- INSTRUCTIONS FOR THE TASK: Copy, from the entries below, each line in which the string "PublishOutcome" appears.

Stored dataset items
// This Source Code Form is subject to the terms of the Mozilla Public
// License, v. 2.0. If a copy of the MPL was not distributed with this
// file, You can obtain one at http://mozilla.org/MPL/2.0/.

use thiserror::Error;

use super::{Dimension, Unit};

#[derive(Error, Debug, Clone, PartialEq)]
pub enum UnitError {
    #[error("'{0}' is not a recognised unit")]
    UnknownUnit(String),

    #[error("Cannot convert '{from}' ({}) to '{to}' ({})", .from.dimension(), .to.dimension())]
    Incompatible { from: Unit, to: Unit },

    #[error(
        "Successfully parsed the unit '{unit}', but could not parse the numerical component of '{input}'"
    )]
    GotUnitButCantParse { input: String, unit: &'static str },

    #[error("'{input}' has a unit of {got}, but a {expected} was expected")]
    WrongDimension {
        input: String,
        expected: Dimension,
        got: Dimension,
    },

    #[error("Could not parse '{input}' as a {dimension}")]
    Unknown { input: String, dimension: Dimension },
}
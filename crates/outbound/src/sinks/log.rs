//! LogSink - logs envelope summaries via tracing

use contracts::{metadata_keys, ContractError, Envelope, MessageSink};
use tracing::{info, instrument, warn};

/// Sink that logs envelope summaries for debugging
pub struct LogSink {
    name: String,
}

impl LogSink {
    /// Create a new LogSink with the given name
    pub fn new(name: impl Into<String>) -> Self {
        Self { name: name.into() }
    }

    fn log_summary(&self, envelope: &Envelope) {
        match envelope {
            Envelope::Message(message) => {
                let record = message.get(metadata_keys::RECORD_METADATA);
                info!(
                    sink = %self.name,
                    topic = ?record.and_then(|r| r.get("topic")),
                    partition = ?record.and_then(|r| r.get("partition")),
                    offset = ?record.and_then(|r| r.get("offset")),
                    "Message published"
                );
            }
            Envelope::Error(error) => {
                let failure = error.payload();
                warn!(
                    sink = %self.name,
                    topic = %failure.record().topic,
                    cause = %failure.cause(),
                    "Publish failed"
                );
            }
        }
    }
}

impl MessageSink for LogSink {
    fn name(&self) -> &str {
        &self.name
    }

    #[instrument(
        name = "log_sink_deliver",
        skip(self, envelope),
        fields(sink = %self.name, kind = envelope.kind())
    )]
    async fn deliver(&mut self, envelope: &Envelope) -> Result<(), ContractError> {
        self.log_summary(envelope);
        Ok(())
    }

    #[instrument(name = "log_sink_flush", skip(self))]
    async fn flush(&mut self) -> Result<(), ContractError> {
        // Nothing to flush for log sink
        Ok(())
    }

    #[instrument(name = "log_sink_close", skip(self))]
    async fn close(&mut self) -> Result<(), ContractError> {
        info!(sink = %self.name, "LogSink closed");
        Ok(())
    }
}

#[cfg(test)]
mod tests {
    use super::*;
    use contracts::Message;
    use std::sync::Arc;

    #[tokio::test]
    async fn test_log_sink_deliver() {
        let mut sink = LogSink::new("test_log");
        let envelope = Envelope::Message(Arc::new(Message::new("hello")));

        assert!(sink.deliver(&envelope).await.is_ok());
        assert!(sink.close().await.is_ok());
    }

    #[tokio::test]
    async fn test_log_sink_name() {
        let sink = LogSink::new("my_logger");
        assert_eq!(sink.name(), "my_logger");
    }
}
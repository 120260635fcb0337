//! OutcomeHandle - Dispatcher output
//!
//! Single-resolution completion cell shared by every observer of one publish.
//!
//! ```text
//! PublishClient ──settle()──► watch cell ──► OutcomeRouter
//!                                       └──► SyncGate (sync mode)
//! ```
//!
//! The settler is consumed by [`OutcomeSettler::settle`], so a second
//! resolution cannot be expressed. Observers read the retained value, which
//! makes late attachment race-free.

use std::sync::Arc;
use thiserror::Error;
use tokio::sync::watch;

use crate::RecordMetadata;

/// Broker-reported publish failure
#[derive(Debug, Clone, PartialEq, Eq, Error)]
pub enum PublishFailure {
    /// No broker reachable
    #[error("broker unavailable: {0}")]
    BrokerUnavailable(String),

    /// Broker or client refused the record
    #[error("record rejected: {0}")]
    Rejected(String),

    /// Client-side delivery timeout expired
    #[error("delivery timed out: {0}")]
    TimedOut(String),

    /// The client dropped the outcome without settling it
    #[error("publish outcome abandoned by the client")]
    Abandoned,

    #[error("{0}")]
    Other(String),
}

/// Result of one publish attempt
pub type PublishOutcome = Result<RecordMetadata, PublishFailure>;

/// Observable state of an outcome
#[derive(Debug, Clone, Copy, PartialEq, Eq)]
pub enum OutcomeState {
    Pending,
    Succeeded,
    Failed,
}

type Cell = Option<Arc<PublishOutcome>>;

/// Write side of an outcome, owned by the publish client
#[derive(Debug)]
pub struct OutcomeSettler {
    tx: watch::Sender<Cell>,
}

impl OutcomeSettler {
    /// Resolve the outcome
    ///
    /// Observers attached before or after this call all see the same value.
    pub fn settle(self, outcome: PublishOutcome) {
        self.tx.send_replace(Some(Arc::new(outcome)));
    }
}

/// Read side of an outcome
///
/// Cheap to clone; every clone observes the same single resolution.
#[derive(Debug, Clone)]
pub struct OutcomeHandle {
    rx: watch::Receiver<Cell>,
}

impl OutcomeHandle {
    /// Create an unresolved outcome and its settler
    pub fn pending() -> (OutcomeSettler, OutcomeHandle) {
        let (tx, rx) = watch::channel(None);
        (OutcomeSettler { tx }, OutcomeHandle { rx })
    }

    /// Create an already-resolved outcome
    pub fn settled(outcome: PublishOutcome) -> OutcomeHandle {
        let (settler, handle) = Self::pending();
        settler.settle(outcome);
        handle
    }

    /// Current state without waiting
    ///
    /// A dropped settler reports `Failed` (see [`PublishFailure::Abandoned`]).
    pub fn state(&self) -> OutcomeState {
        match self.try_outcome() {
            Some(outcome) if outcome.is_ok() => OutcomeState::Succeeded,
            Some(_) => OutcomeState::Failed,
            None => OutcomeState::Pending,
        }
    }

    /// Resolved value, if any
    pub fn try_outcome(&self) -> Option<Arc<PublishOutcome>> {
        if let Some(outcome) = self.rx.borrow().as_ref() {
            return Some(Arc::clone(outcome));
        }
        if self.rx.has_changed().is_err() {
            return Some(Arc::new(Err(PublishFailure::Abandoned)));
        }
        None
    }

    /// Wait for resolution
    ///
    /// Each call uses its own receiver, so concurrent waiters never race.
    pub async fn wait(&self) -> Arc<PublishOutcome> {
        let mut rx = self.rx.clone();
        let settled = rx.wait_for(Option::is_some).await.map(|cell| cell.clone());
        match settled {
            Ok(Some(outcome)) => outcome,
            _ => Arc::new(Err(PublishFailure::Abandoned)),
        }
    }
}

#[cfg(test)]
mod tests {
    use super::*;
    use std::time::Duration;

    fn metadata(offset: i64) -> RecordMetadata {
        RecordMetadata {
            topic: "t".into(),
            partition: 0,
            offset,
            timestamp: None,
        }
    }

    #[tokio::test]
    async fn test_settle_before_wait() {
        let (settler, handle) = OutcomeHandle::pending();
        assert_eq!(handle.state(), OutcomeState::Pending);

        settler.settle(Ok(metadata(7)));

        assert_eq!(handle.state(), OutcomeState::Succeeded);
        let outcome = handle.wait().await;
        assert_eq!(*outcome, Ok(metadata(7)));
    }

    #[tokio::test]
    async fn test_two_observers_see_one_resolution() {
        let (settler, handle) = OutcomeHandle::pending();
        let first = handle.clone();
        let second = handle.clone();

        let a = tokio::spawn(async move { first.wait().await });
        let b = tokio::spawn(async move { second.wait().await });

        tokio::time::sleep(Duration::from_millis(10)).await;
        settler.settle(Err(PublishFailure::BrokerUnavailable("down".into())));

        let a = a.await.unwrap();
        let b = b.await.unwrap();
        assert!(Arc::ptr_eq(&a, &b));
        assert_eq!(handle.state(), OutcomeState::Failed);
    }

    #[tokio::test]
    async fn test_dropped_settler_is_abandoned() {
        let (settler, handle) = OutcomeHandle::pending();
        drop(settler);

        let outcome = handle.wait().await;
        assert_eq!(*outcome, Err(PublishFailure::Abandoned));
        assert_eq!(handle.state(), OutcomeState::Failed);
    }

    #[test]
    fn test_settled_constructor() {
        let handle = OutcomeHandle::settled(Ok(metadata(1)));
        assert_eq!(handle.state(), OutcomeState::Succeeded);
    }
}
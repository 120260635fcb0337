//! JSON-lines input.
//!
//! 每行一条消息：`{"payload": ..., "headers": {...}}`，或直接把整行 JSON 作为 payload。

use std::path::Path;

use contracts::{Message, Payload};
use serde_json::Value;
use tokio::io::{AsyncBufRead, BufReader};

use crate::error::{CliError, Result};

/// Open the input file, or stdin when no path is given
pub async fn open_input(path: Option<&Path>) -> Result<Box<dyn AsyncBufRead + Unpin + Send>> {
    match path {
        Some(path) => {
            let file = tokio::fs::File::open(path).await?;
            Ok(Box::new(BufReader::new(file)))
        }
        None => Ok(Box::new(BufReader::new(tokio::io::stdin()))),
    }
}

/// Parse one input line into a message
pub fn parse_line(line_no: u64, line: &str) -> Result<Message> {
    let value: Value =
        serde_json::from_str(line).map_err(|e| CliError::input_parse(line_no, e.to_string()))?;

    match value {
        Value::Object(mut fields) if fields.contains_key("payload") => {
            let payload = fields.remove("payload").unwrap_or(Value::Null);
            let mut builder = Message::builder(to_payload(payload));
            match fields.remove("headers") {
                None | Some(Value::Null) => {}
                Some(Value::Object(headers)) => {
                    for (key, value) in headers {
                        builder = builder.with_metadata(key, value);
                    }
                }
                Some(other) => {
                    return Err(CliError::input_parse(
                        line_no,
                        format!("'headers' must be an object, got {other}"),
                    ));
                }
            }
            Ok(builder.build())
        }
        other => Ok(Message::new(to_payload(other))),
    }
}

// JSON 字符串按文本发送，不带引号
fn to_payload(value: Value) -> Payload {
    match value {
        Value::String(text) => Payload::Text(text),
        other => Payload::from(other),
    }
}

#[cfg(test)]
mod tests {
    use super::*;
    use serde_json::json;
    use tokio::io::AsyncBufReadExt;

    #[test]
    fn test_payload_and_headers() {
        let message = parse_line(
            1,
            r#"{"payload": {"id": 7}, "headers": {"region": "eu", "kafka_partitionId": 2}}"#,
        )
        .unwrap();
        assert_eq!(message.payload(), &Payload::Json(json!({"id": 7})));
        assert_eq!(message.get("region"), Some(&json!("eu")));
        assert_eq!(message.get("kafka_partitionId"), Some(&json!(2)));
    }

    #[test]
    fn test_bare_values() {
        let text = parse_line(1, r#""hello""#).unwrap();
        assert_eq!(text.payload(), &Payload::Text("hello".into()));

        let doc = parse_line(2, r#"{"id": 1}"#).unwrap();
        assert_eq!(doc.payload(), &Payload::Json(json!({"id": 1})));

        let tombstone = parse_line(3, r#"{"payload": null}"#).unwrap();
        assert!(tombstone.payload().is_null());
    }

    #[test]
    fn test_invalid_lines() {
        let err = parse_line(4, "{not json").unwrap_err();
        assert!(err.to_string().contains("line 4"));

        let err = parse_line(5, r#"{"payload": 1, "headers": [1]}"#).unwrap_err();
        assert!(err.to_string().contains("'headers' must be an object"));
    }

    #[tokio::test]
    async fn test_open_file_input() {
        let dir = tempfile::tempdir().unwrap();
        let path = dir.path().join("in.jsonl");
        std::fs::write(&path, "1\n2\n").unwrap();

        let reader = open_input(Some(&path)).await.unwrap();
        let mut lines = reader.lines();
        let mut count = 0;
        while let Some(_line) = lines.next_line().await.unwrap() {
            count += 1;
        }
        assert_eq!(count, 2);

        assert!(open_input(Some(&dir.path().join("missing.jsonl")))
            .await
            .is_err());
    }
}
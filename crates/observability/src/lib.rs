//! # Observability
//!
//! 可观测性模块：Tracing + Prometheus 指标。
//!
//! ## 功能
//!
//! - Tracing 初始化 (JSON/Pretty 格式)
//! - Prometheus 指标导出
//! - 发布结果指标收集与统计
//!
//! ## 使用示例
//!
//! ```ignore
//! use observability::{init, metrics};
//!
//! // 初始化
//! observability::init()?;
//!
//! // 记录发布结果
//! let outcome = dispatched.outcome().wait().await;
//! metrics::record_publish_outcome("orders-out", "orders", outcome.is_ok());
//! ```

pub mod metrics;

use anyhow::{Context, Result};
use metrics_exporter_prometheus::PrometheusBuilder;
use tracing_subscriber::registry::LookupSpan;
use tracing_subscriber::{fmt, layer::SubscriberExt, util::SubscriberInitExt, EnvFilter, Layer};

// Re-exports
pub use crate::metrics::{
    failure_label, record_ack_latency_ms, record_in_flight, record_invocation_rejected,
    record_publish_attempt, record_publish_outcome, record_sink_delivery, record_sink_send_timeout,
    record_sync_timeout,
    PublishStatsAggregator, PublishSummary, RunningStats, StatsSummary,
};

/// 初始化可观测性（Tracing + Prometheus）
///
/// - Tracing: JSON 格式，支持 RUST_LOG 环境变量
/// - Prometheus: 监听 0.0.0.0:9464
pub fn init() -> Result<()> {
    init_with_config(ObservabilityConfig::default())
}

/// 可观测性配置
#[derive(Debug, Clone)]
pub struct ObservabilityConfig {
    /// 日志格式
    pub log_format: LogFormat,
    /// Prometheus 端口 (None = 禁用)
    pub metrics_port: Option<u16>,
    /// 默认日志级别
    pub default_log_level: String,
}

impl Default for ObservabilityConfig {
    fn default() -> Self {
        Self {
            log_format: LogFormat::Json,
            metrics_port: Some(9464),
            default_log_level: "info".to_string(),
        }
    }
}

/// 日志格式
#[derive(Debug, Clone, Copy, Default)]
pub enum LogFormat {
    /// JSON 结构化日志
    #[default]
    Json,
    /// 人类可读格式
    Pretty,
    /// 紧凑单行格式
    Compact,
}

/// 使用自定义配置初始化
pub fn init_with_config(config: ObservabilityConfig) -> Result<()> {
    // 1. Tracing
    let filter = EnvFilter::try_from_default_env()
        .unwrap_or_else(|_| EnvFilter::new(&config.default_log_level));

    tracing_subscriber::registry()
        .with(filter)
        .with(fmt_layer(config.log_format))
        .try_init()
        .context("Failed to initialize tracing subscriber")?;

    // 2. Prometheus exporter
    if let Some(port) = config.metrics_port {
        install_exporter(port)?;
    }

    tracing::info!(
        log_format = ?config.log_format,
        metrics_port = ?config.metrics_port,
        "Observability initialized"
    );

    Ok(())
}

/// 日志输出层，统一写到 stderr
fn fmt_layer<S>(format: LogFormat) -> Box<dyn Layer<S> + Send + Sync>
where
    S: tracing::Subscriber + for<'a> LookupSpan<'a>,
{
    match format {
        LogFormat::Json => fmt::layer()
            .json()
            .with_writer(std::io::stderr)
            .with_target(true)
            .with_thread_ids(true)
            .with_file(true)
            .with_line_number(true)
            .boxed(),
        LogFormat::Pretty => fmt::layer().pretty().with_writer(std::io::stderr).boxed(),
        LogFormat::Compact => fmt::layer().compact().with_writer(std::io::stderr).boxed(),
    }
}

fn install_exporter(port: u16) -> Result<()> {
    PrometheusBuilder::new()
        .with_http_listener(([0, 0, 0, 0], port))
        .install()
        .context("Failed to install Prometheus recorder")?;

    tracing::info!(port, "Prometheus metrics endpoint initialized");
    Ok(())
}

/// 仅初始化 Prometheus 指标（不初始化 Tracing）
///
/// 用于 Tracing 已由其他模块初始化的场景。
pub fn init_metrics_only(port: u16) -> Result<()> {
    install_exporter(port)
}
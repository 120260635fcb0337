//! SinkRegistry - named sinks shared by handlers

use std::collections::HashMap;
use tracing::{info, instrument};

use contracts::{SinkConfig, SinkType};

use crate::error::OutboundError;
use crate::handle::{SinkHandle, SinkRef};
use crate::metrics::SinkSnapshot;
use crate::sinks::{FileSink, LogSink};

/// Owns running sink workers, addressable by name
#[derive(Default)]
pub struct SinkRegistry {
    handles: HashMap<String, SinkHandle>,
}

impl SinkRegistry {
    pub fn new() -> Self {
        Self::default()
    }

    /// Register a running sink
    ///
    /// # Errors
    /// `Configuration` if the name is taken.
    pub fn register(&mut self, handle: SinkHandle) -> Result<SinkRef, OutboundError> {
        let name = handle.name().to_string();
        if self.handles.contains_key(&name) {
            return Err(OutboundError::configuration(format!(
                "sink '{name}' is already registered"
            )));
        }
        let sink_ref = handle.sender();
        self.handles.insert(name, handle);
        Ok(sink_ref)
    }

    pub fn get(&self, name: &str) -> Option<SinkRef> {
        self.handles.get(name).map(SinkHandle::sender)
    }

    /// Look up a sink that must exist
    pub fn resolve(&self, name: &str) -> Result<SinkRef, OutboundError> {
        self.get(name)
            .ok_or_else(|| OutboundError::configuration(format!("unknown sink '{name}'")))
    }

    pub fn names(&self) -> Vec<&str> {
        let mut names: Vec<&str> = self.handles.keys().map(String::as_str).collect();
        names.sort_unstable();
        names
    }

    pub fn len(&self) -> usize {
        self.handles.len()
    }

    pub fn is_empty(&self) -> bool {
        self.handles.is_empty()
    }

    /// Metrics for all sinks, sorted by name
    pub fn metrics(&self) -> Vec<(String, SinkSnapshot)> {
        let mut metrics: Vec<_> = self
            .handles
            .iter()
            .map(|(name, h)| (name.clone(), h.metrics().snapshot()))
            .collect();
        metrics.sort_by(|a, b| a.0.cmp(&b.0));
        metrics
    }

    /// Drain and close every sink
    #[instrument(name = "sink_registry_shutdown", skip(self), fields(sinks = self.handles.len()))]
    pub async fn shutdown(self) {
        for (_, handle) in self.handles {
            handle.shutdown().await;
        }
        info!("All sinks shut down");
    }
}

/// Create a SinkHandle from configuration
#[instrument(
    name = "sink_registry_create_sink_handle",
    skip(config),
    fields(sink = %config.name, sink_type = ?config.sink_type)
)]
pub fn create_sink_handle(config: &SinkConfig) -> Result<SinkHandle, OutboundError> {
    match config.sink_type {
        SinkType::Log => {
            let sink = LogSink::new(&config.name);
            Ok(SinkHandle::spawn(sink, config.queue_capacity))
        }
        SinkType::File => {
            let sink = FileSink::from_params(&config.name, &config.params)
                .map_err(|e| OutboundError::sink_creation(&config.name, e.to_string()))?;
            Ok(SinkHandle::spawn(sink, config.queue_capacity))
        }
    }
}

#[cfg(test)]
mod tests {
    use super::*;
    use crate::sinks::ChannelSink;
    use std::collections::HashMap;

    #[tokio::test]
    async fn test_register_and_resolve() {
        let mut registry = SinkRegistry::new();
        let (sink, _rx) = ChannelSink::new("errors");
        registry.register(SinkHandle::spawn(sink, 4)).unwrap();

        assert_eq!(registry.resolve("errors").unwrap().name(), "errors");
        assert!(matches!(
            registry.resolve("missing"),
            Err(OutboundError::Configuration { .. })
        ));
        registry.shutdown().await;
    }

    #[tokio::test]
    async fn test_duplicate_name_rejected() {
        let mut registry = SinkRegistry::new();
        registry
            .register(SinkHandle::spawn(LogSink::new("log"), 4))
            .unwrap();
        let duplicate = registry.register(SinkHandle::spawn(LogSink::new("log"), 4));
        assert!(duplicate.is_err());
        assert_eq!(registry.names(), vec!["log"]);
        registry.shutdown().await;
    }

    #[tokio::test]
    async fn test_create_from_config() {
        let dir = tempfile::tempdir().unwrap();
        let config = SinkConfig {
            name: "file".into(),
            sink_type: SinkType::File,
            queue_capacity: 8,
            params: HashMap::from([(
                "path".to_string(),
                dir.path().join("out.jsonl").display().to_string(),
            )]),
        };

        let handle = create_sink_handle(&config).unwrap();
        assert_eq!(handle.name(), "file");
        handle.shutdown().await;
        assert!(dir.path().join("out.jsonl").exists());
    }
}
//! DefaultHeaderMapper - metadata to broker headers
//!
//! Patterns are checked in order and the first match decides. A leading `!`
//! excludes the key, `*` matches any run of characters.
//!
//! | value type | header bytes | recorded in `json_header_types` |
//! |------------|--------------|---------------------------------|
//! | string     | raw UTF-8    | no                              |
//! | other      | JSON text    | yes (`"number"`, `"bool"`, ...) |

use serde_json::{Map, Value};

use contracts::{default_header_patterns, HeaderMapper, Metadata, RecordHeaders};

/// Header carrying the JSON type of every non-string header
pub const JSON_TYPES_HEADER: &str = "json_header_types";

/// One compiled pattern
#[derive(Debug, Clone, PartialEq, Eq)]
struct HeaderPattern {
    glob: String,
    negate: bool,
}

impl HeaderPattern {
    fn parse(raw: &str) -> Self {
        match raw.strip_prefix('!') {
            Some(rest) => Self {
                glob: rest.to_string(),
                negate: true,
            },
            None => Self {
                glob: raw.to_string(),
                negate: false,
            },
        }
    }

    fn matches(&self, key: &str) -> bool {
        glob_match(&self.glob, key)
    }
}

/// `*`-only glob matcher
fn glob_match(pattern: &str, text: &str) -> bool {
    let mut parts = pattern.split('*');
    let Some(first) = parts.next() else {
        return text.is_empty();
    };
    if !pattern.contains('*') {
        return pattern == text;
    }
    let Some(mut rest) = text.strip_prefix(first) else {
        return false;
    };

    let segments: Vec<&str> = parts.collect();
    let (last, middle) = match segments.split_last() {
        Some((last, middle)) => (*last, middle),
        None => return true,
    };
    for segment in middle {
        match rest.find(segment) {
            Some(pos) => rest = &rest[pos + segment.len()..],
            None => return false,
        }
    }
    rest.len() >= last.len() && rest.ends_with(last)
}

/// Pattern-driven header mapper
#[derive(Debug, Clone)]
pub struct DefaultHeaderMapper {
    patterns: Vec<HeaderPattern>,
}

impl Default for DefaultHeaderMapper {
    fn default() -> Self {
        Self::new(&default_header_patterns())
    }
}

impl DefaultHeaderMapper {
    pub fn new<S: AsRef<str>>(patterns: &[S]) -> Self {
        Self {
            patterns: patterns
                .iter()
                .map(|p| HeaderPattern::parse(p.as_ref()))
                .collect(),
        }
    }

    /// True if the key should become a header
    pub fn is_mapped(&self, key: &str) -> bool {
        if key == JSON_TYPES_HEADER {
            return false;
        }
        self.patterns
            .iter()
            .find(|p| p.matches(key))
            .is_some_and(|p| !p.negate)
    }
}

fn json_type(value: &Value) -> &'static str {
    match value {
        Value::Null => "null",
        Value::Bool(_) => "bool",
        Value::Number(_) => "number",
        Value::String(_) => "string",
        Value::Array(_) => "array",
        Value::Object(_) => "object",
    }
}

impl HeaderMapper for DefaultHeaderMapper {
    fn from_metadata(&self, metadata: &Metadata) -> RecordHeaders {
        let mut headers = RecordHeaders::new();
        let mut types = Map::new();

        for (key, value) in metadata.iter().filter(|(k, _)| self.is_mapped(k)) {
            match value {
                Value::String(s) => headers.push(key.as_str(), s.clone().into_bytes()),
                other => {
                    headers.push(key.as_str(), other.to_string().into_bytes());
                    types.insert(key.clone(), Value::from(json_type(other)));
                }
            }
        }

        if !types.is_empty() {
            headers.push(JSON_TYPES_HEADER, Value::Object(types).to_string().into_bytes());
        }
        headers
    }
}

- RESULT FOR THIS EXERCISE:
pub type PublishOutcome = Result<RecordMetadata, PublishFailure>;
type Cell = Option<Arc<PublishOutcome>>;
    pub fn settle(self, outcome: PublishOutcome) {
    pub fn settled(outcome: PublishOutcome) -> OutcomeHandle {
    pub fn try_outcome(&self) -> Option<Arc<PublishOutcome>> {
    pub async fn wait(&self) -> Arc<PublishOutcome> {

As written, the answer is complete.